WHAT IS EXPECTED:
From the entries below, list each line with "statistics".

--- PROVIDED RECORDS ---

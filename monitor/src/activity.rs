//! Suspicious activity records.

use serde::{Deserialize, Serialize};
use tally_types::Timestamp;

/// How alarming a recorded activity is.
#[derive(Clone, Copy, Debug, PartialEq, Eq, Serialize, Deserialize)]
#[serde(rename_all = "snake_case")]
pub enum Severity {
    Low,
    Medium,
    High,
}

impl Severity {
    pub fn as_str(&self) -> &'static str {
        match self {
            Severity::Low => "low",
            Severity::Medium => "medium",
            Severity::High => "high",
        }
    }
}

/// What category of anomaly was observed.
#[derive(Clone, Copy, Debug, PartialEq, Eq, Serialize, Deserialize)]
#[serde(rename_all = "snake_case")]
pub enum ActivityKind {
    /// Blank voter id on a submission.
    InvalidVoterId,
    /// Blank tamper tag on a submission.
    InvalidTamperTag,
    /// A voter who already has an admitted vote tried again.
    DuplicateVoteAttempt,
    /// Blank content digest on a submission.
    HashTampering,
    /// More than five admitted votes inside one 60-second window.
    RapidVoting,
    /// More than three admitted votes sharing one exact timestamp.
    BatchTampering,
}

impl ActivityKind {
    pub fn as_str(&self) -> &'static str {
        match self {
            ActivityKind::InvalidVoterId => "invalid_voter_id",
            ActivityKind::InvalidTamperTag => "invalid_tamper_tag",
            ActivityKind::DuplicateVoteAttempt => "duplicate_vote_attempt",
            ActivityKind::HashTampering => "hash_tampering",
            ActivityKind::RapidVoting => "rapid_voting",
            ActivityKind::BatchTampering => "batch_tampering",
        }
    }
}

/// One entry in the monitor's activity log.
#[derive(Clone, Debug, PartialEq, Eq, Serialize, Deserialize)]
pub struct SuspiciousActivity {
    /// When the monitor recorded the entry.
    pub at: Timestamp,
    pub kind: ActivityKind,
    pub description: String,
    pub severity: Severity,
}
//! The tamper monitor: at-admission screening, pattern scans, statistics.
//!
//! The monitor owns only its activity log. Chain state is always passed in
//! by reference, so it can watch any ledger without holding one.

use serde::{Deserialize, Serialize};
use tally_ledger::{Ledger, RejectReason, Vote};
use tally_types::Timestamp;

use crate::activity::{ActivityKind, Severity, SuspiciousActivity};
use crate::integrity::IntegrityReport;

const HOUR_MILLIS: u64 = 60 * 60 * 1000;

/// Aggregated activity statistics.
#[derive(Clone, Debug, PartialEq, Eq, Serialize, Deserialize)]
pub struct TamperStats {
    pub total_activities: u64,
    pub by_severity: SeverityCounts,
    /// Entries recorded within the hour before the audit time.
    pub recent_activities: u64,
}

#[derive(Clone, Debug, Default, PartialEq, Eq, Serialize, Deserialize)]
pub struct SeverityCounts {
    pub low: u64,
    pub medium: u64,
    pub high: u64,
}

/// Records suspicious submissions and voting patterns against a ledger.
#[derive(Default)]
pub struct TamperMonitor {
    activities: Vec<SuspiciousActivity>,
}

impl TamperMonitor {
    /// Retention used by callers that prune on a schedule.
    pub const DEFAULT_RETENTION_HOURS: u64 = 24;

    pub fn new() -> Self {
        Self::default()
    }

    /// Screen a submission before it reaches the ledger.
    ///
    /// Checks run in a fixed order and the first hit wins: blank voter id,
    /// blank tamper tag, duplicate voter, blank content digest. Every hit
    /// records a high-severity activity and yields the reason the caller
    /// should reject with.
    pub fn screen(
        &mut self,
        ledger: &Ledger,
        vote: &Vote,
        now: Timestamp,
    ) -> Option<RejectReason> {
        if vote.voter.is_blank() {
            self.record_screen_hit(ActivityKind::InvalidVoterId, vote, now);
            return Some(RejectReason::InvalidVoterId);
        }
        if vote.tamper_tag.trim().is_empty() {
            self.record_screen_hit(ActivityKind::InvalidTamperTag, vote, now);
            return Some(RejectReason::MissingTamperTag);
        }
        if ledger.has_voted(&vote.voter) {
            self.record_screen_hit(ActivityKind::DuplicateVoteAttempt, vote, now);
            return Some(RejectReason::DuplicateVoter);
        }
        if vote.content_digest.is_blank() {
            self.record_screen_hit(ActivityKind::HashTampering, vote, now);
            return Some(RejectReason::MissingVoteHash);
        }
        None
    }

    /// Record a ledger-level rejection that the screen did not get to see.
    ///
    /// Embedders driving `Ledger::admit_vote` directly call this with the
    /// rejection so screened kinds still reach the activity log. Reasons
    /// outside the screened vocabulary (the candidate check) are ignored.
    pub fn observe_rejection(&mut self, vote: &Vote, reason: &RejectReason, now: Timestamp) {
        let kind = match reason {
            RejectReason::InvalidVoterId => ActivityKind::InvalidVoterId,
            RejectReason::MissingTamperTag => ActivityKind::InvalidTamperTag,
            RejectReason::DuplicateVoter => ActivityKind::DuplicateVoteAttempt,
            RejectReason::MissingVoteHash => ActivityKind::HashTampering,
            RejectReason::InvalidCandidateId => return,
        };
        self.record_screen_hit(kind, vote, now);
    }

    /// Scan the admitted history for anomalous patterns around a vote.
    ///
    /// Runs after an accepted admission, so the vote itself is part of the
    /// history it is compared against. Findings never undo the admission;
    /// only the anomaly is recorded.
    pub fn scan_patterns(&mut self, ledger: &Ledger, vote: &Vote, now: Timestamp) {
        let in_window = ledger
            .history_votes()
            .filter(|v| v.submitted_at.abs_diff(vote.submitted_at) < 60_000)
            .count();
        if in_window > 5 {
            self.record(
                ActivityKind::RapidVoting,
                format!(
                    "Rapid voting pattern detected around {}",
                    vote.submitted_at
                ),
                Severity::Medium,
                now,
            );
        }

        let identical = ledger
            .history_votes()
            .filter(|v| v.submitted_at == vote.submitted_at)
            .count();
        if identical > 3 {
            self.record(
                ActivityKind::BatchTampering,
                "Multiple votes with identical timestamp detected".to_string(),
                Severity::High,
                now,
            );
        }
    }

    /// Audit the ledger's integrity. See [`crate::integrity::verify_integrity`].
    pub fn verify_integrity(&self, ledger: &Ledger, now: Timestamp) -> IntegrityReport {
        crate::integrity::verify_integrity(ledger, now)
    }

    /// The full activity log, oldest first.
    pub fn activities(&self) -> &[SuspiciousActivity] {
        &self.activities
    }

    pub fn stats(&self, now: Timestamp) -> TamperStats {
        let hour_ago = now.as_millis().saturating_sub(HOUR_MILLIS);
        let mut by_severity = SeverityCounts::default();
        for activity in &self.activities {
            match activity.severity {
                Severity::Low => by_severity.low += 1,
                Severity::Medium => by_severity.medium += 1,
                Severity::High => by_severity.high += 1,
            }
        }
        TamperStats {
            total_activities: self.activities.len() as u64,
            by_severity,
            recent_activities: self
                .activities
                .iter()
                .filter(|a| a.at.as_millis() > hour_ago)
                .count() as u64,
        }
    }

    /// Drop activities recorded more than `hours` before `now`.
    ///
    /// Never runs automatically; memory reclamation is an explicit caller
    /// decision (see `DEFAULT_RETENTION_HOURS`).
    pub fn prune_older_than(&mut self, hours: u64, now: Timestamp) {
        let cutoff = now.as_millis().saturating_sub(hours.saturating_mul(HOUR_MILLIS));
        let before = self.activities.len();
        self.activities.retain(|a| a.at.as_millis() > cutoff);
        let removed = before - self.activities.len();
        if removed > 0 {
            tracing::debug!(removed, hours, "pruned old activities");
        }
    }

    fn record_screen_hit(&mut self, kind: ActivityKind, vote: &Vote, now: Timestamp) {
        let description = match kind {
            ActivityKind::InvalidVoterId => {
                format!("Invalid voter ID detected for vote {}", vote.id)
            }
            ActivityKind::InvalidTamperTag => {
                format!("Invalid tamper tag detected for vote {}", vote.id)
            }
            ActivityKind::DuplicateVoteAttempt => {
                format!("Duplicate vote attempt detected for voter {}", vote.voter)
            }
            ActivityKind::HashTampering => {
                format!("Invalid vote hash detected for vote {}", vote.id)
            }
            ActivityKind::RapidVoting | ActivityKind::BatchTampering => {
                format!("Pattern anomaly recorded for vote {}", vote.id)
            }
        };
        self.record(kind, description, Severity::High, now);
    }

    fn record(
        &mut self,
        kind: ActivityKind,
        description: String,
        severity: Severity,
        now: Timestamp,
    ) {
        if severity == Severity::High {
            tracing::warn!(kind = kind.as_str(), %description, "tamper detection");
        } else {
            tracing::debug!(kind = kind.as_str(), %description, "tamper detection");
        }
        self.activities.push(SuspiciousActivity {
            at: now,
            kind,
            description,
            severity,
        });
    }
}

---

RESPONSE BELOW:
//! The tamper monitor: at-admission screening, pattern scans, statistics.
/// Aggregated activity statistics.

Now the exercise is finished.